Pope Francis, emphasizing the need to welcome all into the light of God’s mercy, took the opportunity presented by the Jubilee to introduce new canonical practices to serve those most in need of Christ’s healing power. With the commencement of the Jubilee also came the implementation of a new law on annulments which the Pope viewed as a necessary ministerial reform. The new law makes the process of granting an annulment much less costly and drawn out than it had been under the previous law. In addition to the procedural reform regarding annulments, Pope Francis conceded to all priests for the duration of the Jubilee year the discretion to absolve the sin of abortion. Under normal circumstances, the sin of abortion is one which places the person who has committed it under censure—which effectively excommunicates them—and the blessing of a bishop is needed to bring the person back into the Church. However, recognizing the pain of those living with this sin and the need for God’s forgiving love to reach all people, Francis relaxed the normal restrictions to encourage reconciliation with Christ.
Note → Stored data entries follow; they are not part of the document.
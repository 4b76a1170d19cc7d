//! Lowering of checked expressions into slot-resolved evaluation trees.

use std::fmt;
use std::sync::Arc;

use tidepool_library::{KernelFn, MAX_KERNEL_ARITY};

use crate::coordinates::{Coordinate, Coordinates};
use crate::expr::{BinaryOp, Expr, UnaryOp};
use crate::helpers::HelperFn;
use crate::resolve::{Callable, Slot, SymbolTable};

/// Inputs visible to a node during evaluation.
#[derive(Clone, Copy)]
pub(crate) struct Frame<'a> {
    pub(crate) coordinates: &'a Coordinates,
    pub(crate) parameters: &'a [f64],
    pub(crate) tracers: &'a [f64],
    pub(crate) auxiliary: &'a [f64],
}

/// A resolved expression. Names are gone; every leaf is a constant or an
/// index into one of the frame's slices.
#[derive(Clone)]
pub(crate) enum Node {
    Constant(f64),
    Coordinate(Coordinate),
    Parameter(usize),
    Tracer(usize),
    Auxiliary(usize),
    Neg(Box<Node>),
    Binary(BinaryOp, Box<Node>, Box<Node>),
    Kernel(KernelFn, Vec<Node>),
    Helper(Arc<HelperFn>, Vec<Node>),
}

impl fmt::Debug for Node {
    fn fmt(&self, f: &mut fmt::Formatter<'_>) -> fmt::Result {
        match self {
            Node::Constant(v) => write!(f, "{v}"),
            Node::Coordinate(c) => f.write_str(c.name()),
            Node::Parameter(i) => write!(f, "p[{i}]"),
            Node::Tracer(i) => write!(f, "c[{i}]"),
            Node::Auxiliary(i) => write!(f, "aux[{i}]"),
            Node::Neg(n) => write!(f, "-({n:?})"),
            Node::Binary(op, l, r) => write!(f, "({l:?} {op:?} {r:?})"),
            Node::Kernel(_, args) => f.debug_tuple("kernel").field(args).finish(),
            Node::Helper(_, args) => f.debug_tuple("helper").field(args).finish(),
        }
    }
}

fn read(values: &[f64], index: usize) -> f64 {
    values.get(index).copied().unwrap_or(f64::NAN)
}

impl Node {
    /// Lowers `expr`, which must already have passed
    /// [`SymbolTable::check`]. Subtrees made only of literals and library
    /// kernels are folded to constants.
    pub(crate) fn lower(expr: &Expr, table: &SymbolTable<'_>) -> Node {
        match expr {
            Expr::Literal(v) => Node::Constant(*v),
            Expr::Symbol(name) => match table.value(name) {
                Some(Slot::Coordinate(c)) => Node::Coordinate(c),
                Some(Slot::Parameter(i)) => Node::Parameter(i),
                Some(Slot::Tracer(i)) => Node::Tracer(i),
                Some(Slot::Auxiliary(i)) => Node::Auxiliary(i),
                None => match table.function(name) {
                    Some(Callable::Helper(h)) => Node::Helper(Arc::clone(h.function()), Vec::new()),
                    _ => Node::Constant(f64::NAN),
                },
            },
            Expr::Unary {
                op: UnaryOp::Neg,
                operand,
            } => match Node::lower(operand, table) {
                Node::Constant(v) => Node::Constant(-v),
                inner => Node::Neg(Box::new(inner)),
            },
            Expr::Binary { op, lhs, rhs } => {
                match (Node::lower(lhs, table), Node::lower(rhs, table)) {
                    (Node::Constant(a), Node::Constant(b)) => Node::Constant(op.apply(a, b)),
                    (l, r) => Node::Binary(*op, Box::new(l), Box::new(r)),
                }
            }
            Expr::Call { function, args } => {
                let args: Vec<Node> = args.iter().map(|a| Node::lower(a, table)).collect();
                match table.function(function) {
                    Some(Callable::Kernel(kernel)) => {
                        match constant_args(&args).and_then(|values| kernel.call(&values)) {
                            Some(v) => Node::Constant(v),
                            None => Node::Kernel(kernel.function, args),
                        }
                    }
                    Some(Callable::Helper(h)) => Node::Helper(Arc::clone(h.function()), args),
                    None => Node::Constant(f64::NAN),
                }
            }
        }
    }

    pub(crate) fn eval(&self, frame: &Frame<'_>) -> f64 {
        match self {
            Node::Constant(v) => *v,
            Node::Coordinate(c) => frame.coordinates.get(*c),
            Node::Parameter(i) => read(frame.parameters, *i),
            Node::Tracer(i) => read(frame.tracers, *i),
            Node::Auxiliary(i) => read(frame.auxiliary, *i),
            Node::Neg(n) => -n.eval(frame),
            Node::Binary(op, l, r) => op.apply(l.eval(frame), r.eval(frame)),
            Node::Kernel(function, args) => call(args, frame, |a| function(a)),
            Node::Helper(function, args) => call(args, frame, |a| function(a)),
        }
    }
}

fn constant_args(args: &[Node]) -> Option<Vec<f64>> {
    args.iter()
        .map(|a| match a {
            Node::Constant(v) => Some(*v),
            _ => None,
        })
        .collect()
}

/// Evaluates `args` into a stack buffer and applies `f`.
fn call(args: &[Node], frame: &Frame<'_>, f: impl Fn(&[f64]) -> f64) -> f64 {
    let mut buffer = [0.0; MAX_KERNEL_ARITY];
    for (slot, arg) in buffer.iter_mut().zip(args) {
        *slot = arg.eval(frame);
    }
    f(&buffer[..args.len().min(MAX_KERNEL_ARITY)])
}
Though the Jubilee Year of Mercy may be coming to a close, I think it important to emphasize that our approach to others and to God need not become any less focused on mercy. In our own lives it can be quite easy to fall into the equally bad habits of considering ourselves as either so sinful that even God could not love us or as so saintly to have no need for God’s mercy. We are all in fact sinners, each of us is broken in his or her unique way, and therefore each of us is in need of the merciful forgiveness of our Father in Heaven, and, because we are His children, none are beyond saving. Pope Francis declared this year to emphasize the mercy of God but we must remember that His love is everlasting, and therefore we must continue wholeheartedly to embrace that mercy each and every day. This cannot be limited to our personal interactions with God, but also with one another. It remains a part of our Christian mission to bring each other into God’s mercy and to be reflections of God’s mercy in the world. It seems providential that our election cycle coincided with the Jubilee Year of Mercy: the division and contempt which we have witnessed among our community cannot but emphasize the need to approach one another with open hearts and a desire for true communion. The Jubilee will soon end on the feast of Christ the King, and let us remember that regardless of temporal politics, as Christians we have one king, and His mercy is not limited to a year, as the psalm says “His mercy endures forever.” It is a mercy which flows into our world through the Sacraments, and through you and I who are called to be instruments of His love, icons through which the world comes to know Him.